The First Interstate Tower fire was a high-rise fire that occurred on May 4, 1988, at the First Interstate Tower (now Aon Center) in Los Angeles, California, a 62-story, 860 foot (260 m) skyscraper, then the tallest building in the city.  The fire destroyed five floors of the building, injured 40 people, and caused the death of a maintenance worker, when the elevator he was riding opened onto the burning 12th floor.

Background 
The fire was so severe because the building was not equipped with fire sprinklers, which were not required for office towers at the time construction was completed in 1973.  A sprinkler system was 90% installed at the time of the fire but was inoperative, awaiting the installation of water flow alarms.

Fire 
The fire's origin has been attributed to overloading of electrical wiring by reactive distortion of lighting circuit currents. The fire was first alerted around 10:22pm on May 4, 1988 when a smoke detector on the 12th floor of the building activated. However, due to ongoing work on the sprinkler system being installed that evening, security personal immediately silenced the alarm, believing the activation to be a false alarm. Six minutes later, almost every smoke detectors from floors 12 thru 30 activated. The fire was not reported to emergency services until people outside the building called 911.

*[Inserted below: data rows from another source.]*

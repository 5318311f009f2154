//! `SeaORM` Entity for the currencies table.

use sea_orm::entity::prelude::*;
use serde::{Deserialize, Serialize};

#[derive(Clone, Debug, PartialEq, DeriveEntityModel, Eq, Serialize, Deserialize)]
#[sea_orm(table_name = "currencies")]
pub struct Model {
    #[sea_orm(primary_key, auto_increment = false)]
    pub currency_code: String,
    pub name: String,
    pub created_at: DateTimeWithTimeZone,
}

#[derive(Copy, Clone, Debug, EnumIter, DeriveRelation)]
pub enum Relation {
    #[sea_orm(has_many = "super::wallets::Entity")]
    Wallets,
    #[sea_orm(has_many = "super::listings::Entity")]
    Listings,
}

impl Related<super::wallets::Entity> for Entity {
    fn to() -> RelationDef {
        Relation::Wallets.def()
    }
}

impl Related<super::listings::Entity> for Entity {
    fn to() -> RelationDef {
        Relation::Listings.def()
    }
}

impl ActiveModelBehavior for ActiveModel {}
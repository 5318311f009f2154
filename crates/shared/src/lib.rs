//! Shared types, errors, and configuration for Bazaar.
//!
//! This crate provides common types used across all other crates:
//! - Application-wide error types
//! - Configuration management
//! - JWT token generation and validation
//! - Auth request/response payloads
//! - Currency code normalization

pub mod auth;
pub mod config;
pub mod error;
pub mod jwt;
pub mod types;

pub use auth::Claims;
pub use config::AppConfig;
pub use error::{AppError, AppResult};
pub use jwt::{JwtConfig, JwtError, JwtService};
pub use types::CurrencyCode;
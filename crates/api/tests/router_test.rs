//! Router-level tests for public endpoints and the auth boundary.
//!
//! These run against the assembled router with a disconnected database; no
//! handler under test touches the pool.

use std::sync::Arc;

use axum::body::Body;
use axum::http::{Request, StatusCode, header};
use http_body_util::BodyExt;
use sea_orm::DatabaseConnection;
use tower::ServiceExt;

use bazaar_api::{AppState, create_router};
use bazaar_shared::{JwtConfig, JwtService};

fn test_state() -> AppState {
    AppState {
        db: Arc::new(DatabaseConnection::default()),
        jwt_service: Arc::new(JwtService::new(JwtConfig {
            secret: "router-test-secret".to_string(),
            access_token_expires_secs: 900,
        })),
    }
}

#[tokio::test]
async fn test_health_is_public() {
    let app = create_router(test_state());

    let response = app
        .oneshot(
            Request::builder()
                .uri("/api/v1/health")
                .body(Body::empty())
                .unwrap(),
        )
        .await
        .unwrap();

    assert_eq!(response.status(), StatusCode::OK);

    let body = response.into_body().collect().await.unwrap().to_bytes();
    let json: serde_json::Value = serde_json::from_slice(&body).unwrap();
    assert_eq!(json["status"], "healthy");
}

#[tokio::test]
async fn test_protected_route_requires_token() {
    let app = create_router(test_state());

    let response = app
        .oneshot(
            Request::builder()
                .uri("/api/v1/wallets/USD")
                .body(Body::empty())
                .unwrap(),
        )
        .await
        .unwrap();

    assert_eq!(response.status(), StatusCode::UNAUTHORIZED);

    let body = response.into_body().collect().await.unwrap().to_bytes();
    let json: serde_json::Value = serde_json::from_slice(&body).unwrap();
    assert_eq!(json["error"], "missing_token");
}

#[tokio::test]
async fn test_protected_route_rejects_garbage_token() {
    let app = create_router(test_state());

    let response = app
        .oneshot(
            Request::builder()
                .uri("/api/v1/wallets/USD")
                .header(header::AUTHORIZATION, "Bearer not.a.token")
                .body(Body::empty())
                .unwrap(),
        )
        .await
        .unwrap();

    assert_eq!(response.status(), StatusCode::UNAUTHORIZED);

    let body = response.into_body().collect().await.unwrap().to_bytes();
    let json: serde_json::Value = serde_json::from_slice(&body).unwrap();
    assert_eq!(json["error"], "invalid_token");
}

#[tokio::test]
async fn test_token_signed_with_other_secret_rejected() {
    let app = create_router(test_state());

    let other = JwtService::new(JwtConfig {
        secret: "a-different-secret".to_string(),
        access_token_expires_secs: 900,
    });
    let token = other
        .generate_access_token(uuid::Uuid::new_v4(), "Intruder")
        .unwrap();

    let response = app
        .oneshot(
            Request::builder()
                .uri("/api/v1/wallets/USD")
                .header(header::AUTHORIZATION, format!("Bearer {token}"))
                .body(Body::empty())
                .unwrap(),
        )
        .await
        .unwrap();

    assert_eq!(response.status(), StatusCode::UNAUTHORIZED);
}
//! Trade settlement engine.
//!
//! A purchase moves money, ownership, listing state, and the trade log in one
//! database transaction. Either every effect lands or none does.

use chrono::Utc;
use sea_orm::{DatabaseConnection, TransactionError, TransactionTrait};
use uuid::Uuid;

use bazaar_core::trade::{ListingStatus, TradeTransaction, Wallet};
use bazaar_shared::{AppError, AppResult};

use crate::repositories::{
    AccountRepository, ItemEntryRepository, ListingRepository, TradeTransactionRepository,
    WalletRepository, map_db_err,
};

/// Input to a purchase.
#[derive(Debug, Clone, Copy)]
pub struct PurchaseRequest {
    /// The buying account.
    pub buyer_account_id: Uuid,
    /// The listing being bought.
    pub listing_id: Uuid,
    /// Caller-supplied risk signal, recorded verbatim on the trade log.
    pub is_suspicious: bool,
}

/// Settlement engine for atomic purchases.
#[derive(Debug, Clone)]
pub struct TradingService {
    db: DatabaseConnection,
}

impl TradingService {
    /// Creates a new trading service.
    #[must_use]
    pub const fn new(db: DatabaseConnection) -> Self {
        Self { db }
    }

    /// Settles a purchase atomically and returns the appended trade record.
    ///
    /// Inside one transaction: the listing row is locked, the listing and
    /// buyer are validated, the buyer is debited, the seller is credited
    /// (auto-provisioning the seller wallet when missing), ownership of the
    /// item entry moves to the buyer, the listing closes, and a trade record
    /// is appended. The debit, the credit, and the record all carry the same
    /// timestamp, captured once before any work.
    ///
    /// # Errors
    ///
    /// - `AppError::NotFound` when the listing, buyer account, or buyer
    ///   wallet does not exist.
    /// - `AppError::Validation` when the listing is not `Approved` or the
    ///   buyer is the seller.
    /// - `AppError::InsufficientFunds` when the buyer wallet cannot cover the
    ///   price.
    /// - `AppError::Conflict` when a concurrent purchase won the race.
    pub async fn purchase(&self, request: PurchaseRequest) -> AppResult<TradeTransaction> {
        let now = Utc::now();

        let result = self
            .db
            .transaction::<_, TradeTransaction, AppError>(move |txn| {
                Box::pin(async move {
                    // Lock the listing row so concurrent purchases of the
                    // same listing serialize here.
                    let listing =
                        ListingRepository::get_for_update_in(txn, request.listing_id).await?;
                    listing.validate_purchase(request.buyer_account_id)?;

                    AccountRepository::get_active_in(txn, request.buyer_account_id).await?;

                    // Buyer wallet must already exist; only the seller side
                    // is auto-provisioned.
                    let buyer_wallet =
                        WalletRepository::get_in(txn, request.buyer_account_id, &listing.currency_code)
                            .await
                            .map_err(|e| match e {
                                AppError::NotFound(_) => AppError::NotFound("Buyer wallet".into()),
                                other => other,
                            })?;
                    if !buyer_wallet.can_cover(listing.price_amount) {
                        return Err(AppError::InsufficientFunds("Wallet".into()));
                    }

                    WalletRepository::decrease_balance_in(
                        txn,
                        request.buyer_account_id,
                        &listing.currency_code,
                        listing.price_amount,
                        now,
                    )
                    .await?;

                    match WalletRepository::get_in(txn, listing.seller_id, &listing.currency_code)
                        .await
                    {
                        Ok(_) => {}
                        Err(AppError::NotFound(_)) => {
                            let seller_wallet =
                                Wallet::empty(listing.seller_id, listing.currency_code.as_str())?;
                            WalletRepository::upsert_in(txn, &seller_wallet).await?;
                        }
                        Err(other) => return Err(other),
                    }

                    WalletRepository::increase_balance_in(
                        txn,
                        listing.seller_id,
                        &listing.currency_code,
                        listing.price_amount,
                        now,
                    )
                    .await?;

                    ItemEntryRepository::transfer_ownership_in(
                        txn,
                        listing.item_entry_id,
                        request.buyer_account_id,
                    )
                    .await?;

                    ListingRepository::update_status_in(txn, listing.id, ListingStatus::Closed)
                        .await?;

                    let record = TradeTransaction::new(
                        request.buyer_account_id,
                        listing.seller_id,
                        listing.id,
                        listing.currency_code.as_str(),
                        listing.price_amount,
                        request.is_suspicious,
                        now,
                    )?;
                    TradeTransactionRepository::create_in(txn, &record).await?;

                    Ok(record)
                })
            })
            .await;

        match result {
            Ok(record) => {
                tracing::info!(
                    trade_id = %record.id,
                    listing_id = %record.listing_id,
                    amount = %record.amount,
                    "purchase settled"
                );
                Ok(record)
            }
            Err(TransactionError::Connection(db_err)) => Err(map_db_err(&db_err)),
            Err(TransactionError::Transaction(app_err)) => Err(app_err),
        }
    }
}
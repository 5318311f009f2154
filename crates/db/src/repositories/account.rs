//! Account repository for database operations.

use sea_orm::{ColumnTrait, ConnectionTrait, DatabaseConnection, EntityTrait, QueryFilter};
use uuid::Uuid;

use bazaar_shared::{AppError, AppResult};

use super::map_db_err;
use crate::entities::{accounts, sea_orm_active_enums::AccountStatus};

/// Account repository. Deleted accounts are soft-deleted; lookups here treat
/// them as absent.
#[derive(Debug, Clone)]
pub struct AccountRepository {
    db: DatabaseConnection,
}

impl AccountRepository {
    /// Creates a new account repository.
    #[must_use]
    pub const fn new(db: DatabaseConnection) -> Self {
        Self { db }
    }

    /// Finds an active account by email. Deleted accounts are invisible here,
    /// so they cannot log in.
    pub async fn find_by_email(&self, email: &str) -> AppResult<Option<accounts::Model>> {
        accounts::Entity::find()
            .filter(accounts::Column::Email.eq(email))
            .filter(accounts::Column::Status.ne(AccountStatus::Deleted))
            .one(&self.db)
            .await
            .map_err(|e| map_db_err(&e))
    }

    /// Finds an active account by id.
    pub async fn get_active(&self, id: Uuid) -> AppResult<accounts::Model> {
        Self::get_active_in(&self.db, id).await
    }

    /// Finds an active account by id on the given connection.
    ///
    /// # Errors
    ///
    /// Returns `AppError::NotFound` when no active account has this id.
    pub async fn get_active_in<C: ConnectionTrait>(
        conn: &C,
        id: Uuid,
    ) -> AppResult<accounts::Model> {
        accounts::Entity::find_by_id(id)
            .filter(accounts::Column::Status.ne(AccountStatus::Deleted))
            .one(conn)
            .await
            .map_err(|e| map_db_err(&e))?
            .ok_or_else(|| AppError::NotFound("Account".into()))
    }
}
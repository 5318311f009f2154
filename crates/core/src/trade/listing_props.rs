//! Property-based tests for the listing status state machine.

use proptest::prelude::*;
use rust_decimal::Decimal;
use uuid::Uuid;

use super::listing::{Listing, ListingStatus};

/// Strategy to generate any listing status.
fn status_strategy() -> impl Strategy<Value = ListingStatus> {
    prop_oneof![
        Just(ListingStatus::Draft),
        Just(ListingStatus::Pending),
        Just(ListingStatus::Approved),
        Just(ListingStatus::Rejected),
        Just(ListingStatus::Closed),
    ]
}

/// Strategy to generate a non-negative price with two decimal places.
fn price_strategy() -> impl Strategy<Value = Decimal> {
    (0i64..100_000_000i64).prop_map(|cents| Decimal::new(cents, 2))
}

proptest! {
    #![proptest_config(ProptestConfig::with_cases(100))]

    /// Terminal statuses admit no outgoing transition at all.
    #[test]
    fn prop_terminal_statuses_are_absorbing(
        from in status_strategy(),
        to in status_strategy(),
    ) {
        if from.is_terminal() {
            prop_assert!(!from.can_transition(to));
        }
    }

    /// Closing is only reachable from Approved.
    #[test]
    fn prop_only_approved_can_close(from in status_strategy()) {
        prop_assert_eq!(
            from.can_transition(ListingStatus::Closed),
            from == ListingStatus::Approved
        );
    }

    /// No status transitions to itself.
    #[test]
    fn prop_no_self_transition(status in status_strategy()) {
        prop_assert!(!status.can_transition(status));
    }

    /// Any non-negative price is accepted; the round-tripped listing keeps it.
    #[test]
    fn prop_non_negative_price_accepted(
        price in price_strategy(),
        status in status_strategy(),
    ) {
        let listing = Listing::new(
            Uuid::new_v4(),
            Uuid::new_v4(),
            "usd",
            price,
            status,
        );
        prop_assert!(listing.is_ok());
        prop_assert_eq!(listing.unwrap().price_amount, price);
    }

    /// Purchase validation never passes for a non-Approved listing.
    #[test]
    fn prop_purchase_requires_approved(status in status_strategy()) {
        let mut listing = Listing::new(
            Uuid::new_v4(),
            Uuid::new_v4(),
            "usd",
            Decimal::ONE,
            ListingStatus::Approved,
        )
        .unwrap();
        listing.status = status;

        let result = listing.validate_purchase(Uuid::new_v4());
        prop_assert_eq!(result.is_ok(), status == ListingStatus::Approved);
    }
}
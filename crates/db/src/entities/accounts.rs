//! `SeaORM` Entity for the accounts table.

use sea_orm::entity::prelude::*;
use serde::{Deserialize, Serialize};

use super::sea_orm_active_enums::AccountStatus;

#[derive(Clone, Debug, PartialEq, DeriveEntityModel, Eq, Serialize, Deserialize)]
#[sea_orm(table_name = "accounts")]
pub struct Model {
    #[sea_orm(primary_key, auto_increment = false)]
    pub id: Uuid,
    #[sea_orm(unique)]
    pub email: String,
    pub password_hash: String,
    pub display_name: String,
    pub status: AccountStatus,
    pub created_at: DateTimeWithTimeZone,
    pub updated_at: DateTimeWithTimeZone,
}

#[derive(Copy, Clone, Debug, EnumIter, DeriveRelation)]
pub enum Relation {
    #[sea_orm(has_many = "super::wallets::Entity")]
    Wallets,
    #[sea_orm(has_many = "super::item_entries::Entity")]
    ItemEntries,
    #[sea_orm(has_many = "super::listings::Entity")]
    Listings,
}

impl Related<super::wallets::Entity> for Entity {
    fn to() -> RelationDef {
        Relation::Wallets.def()
    }
}

impl Related<super::item_entries::Entity> for Entity {
    fn to() -> RelationDef {
        Relation::ItemEntries.def()
    }
}

impl Related<super::listings::Entity> for Entity {
    fn to() -> RelationDef {
        Relation::Listings.def()
    }
}

impl ActiveModelBehavior for ActiveModel {}
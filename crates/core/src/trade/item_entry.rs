//! Item entry domain type.

use chrono::{DateTime, Utc};
use serde::{Deserialize, Serialize};
use uuid::Uuid;

use bazaar_shared::AppError;

/// A concrete, ownable instance of an item type.
///
/// Exactly one owner at any time; ownership is reassigned exactly once per
/// successful trade.
#[derive(Debug, Clone, Serialize, Deserialize)]
pub struct ItemEntry {
    /// Unique identifier.
    pub id: Uuid,
    /// Current owning account.
    pub owner_id: Uuid,
    /// Item type this entry is an instance of.
    pub item_type_id: Uuid,
    /// Optional per-instance name chosen by the owner.
    pub pseudonym: Option<String>,
    /// When the entry was created.
    pub created_at: DateTime<Utc>,
}

impl ItemEntry {
    /// Creates a new item entry with a fresh id.
    ///
    /// # Errors
    ///
    /// Returns `AppError::Validation` when the owner or item type id is nil.
    pub fn new(
        owner_id: Uuid,
        item_type_id: Uuid,
        pseudonym: Option<String>,
    ) -> Result<Self, AppError> {
        Self::from_parts(Uuid::new_v4(), owner_id, item_type_id, pseudonym, Utc::now())
    }

    /// Reconstructs an item entry from stored parts, re-validating invariants.
    pub fn from_parts(
        id: Uuid,
        owner_id: Uuid,
        item_type_id: Uuid,
        pseudonym: Option<String>,
        created_at: DateTime<Utc>,
    ) -> Result<Self, AppError> {
        if owner_id.is_nil() {
            return Err(AppError::Validation("OwnerId is required.".into()));
        }
        if item_type_id.is_nil() {
            return Err(AppError::Validation("ItemTypeId is required.".into()));
        }

        Ok(Self {
            id,
            owner_id,
            item_type_id,
            pseudonym,
            created_at,
        })
    }
}

#[cfg(test)]
mod tests {
    use super::*;

    #[test]
    fn test_new_entry() {
        let owner = Uuid::new_v4();
        let item_type = Uuid::new_v4();
        let entry = ItemEntry::new(owner, item_type, Some("Lucky".into())).unwrap();
        assert_eq!(entry.owner_id, owner);
        assert_eq!(entry.item_type_id, item_type);
        assert_eq!(entry.pseudonym.as_deref(), Some("Lucky"));
    }

    #[test]
    fn test_nil_ids_rejected() {
        assert!(ItemEntry::new(Uuid::nil(), Uuid::new_v4(), None).is_err());
        assert!(ItemEntry::new(Uuid::new_v4(), Uuid::nil(), None).is_err());
    }
}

A maintenance worker, Alexander Handy, took a service elevator to the 12th floor in order to investigate the smoke detectors, however he ultimately died when the elevator opened onto the burning 12th floor. Around 50 people were believed to be occupying the building at the time of the fire, with 37 individuals injured including 3 firefighters. Five individuals were rescued from the rooftop via helicopter.

A total of 270 firefighters from 55 different companies and 4 helicopters were all called in to fight the fire. One firefighter with the Los Angeles Fire Department told reporters; "I was not sure we could hold it" due to the intensely hot blaze fueled by the synthetic fabrics and furnishings in the building. The fire, which resulted in $50 million in damages, was eventually contained at 2:19 AM.

Aftermath
According to the FEMA fire incident report, unusually good application of fireproofing on support members was a significant mitigating factor. The fireproofing used to protect the steel was Monokote supplied by GCP Applied Technologies (formerly W. R. Grace).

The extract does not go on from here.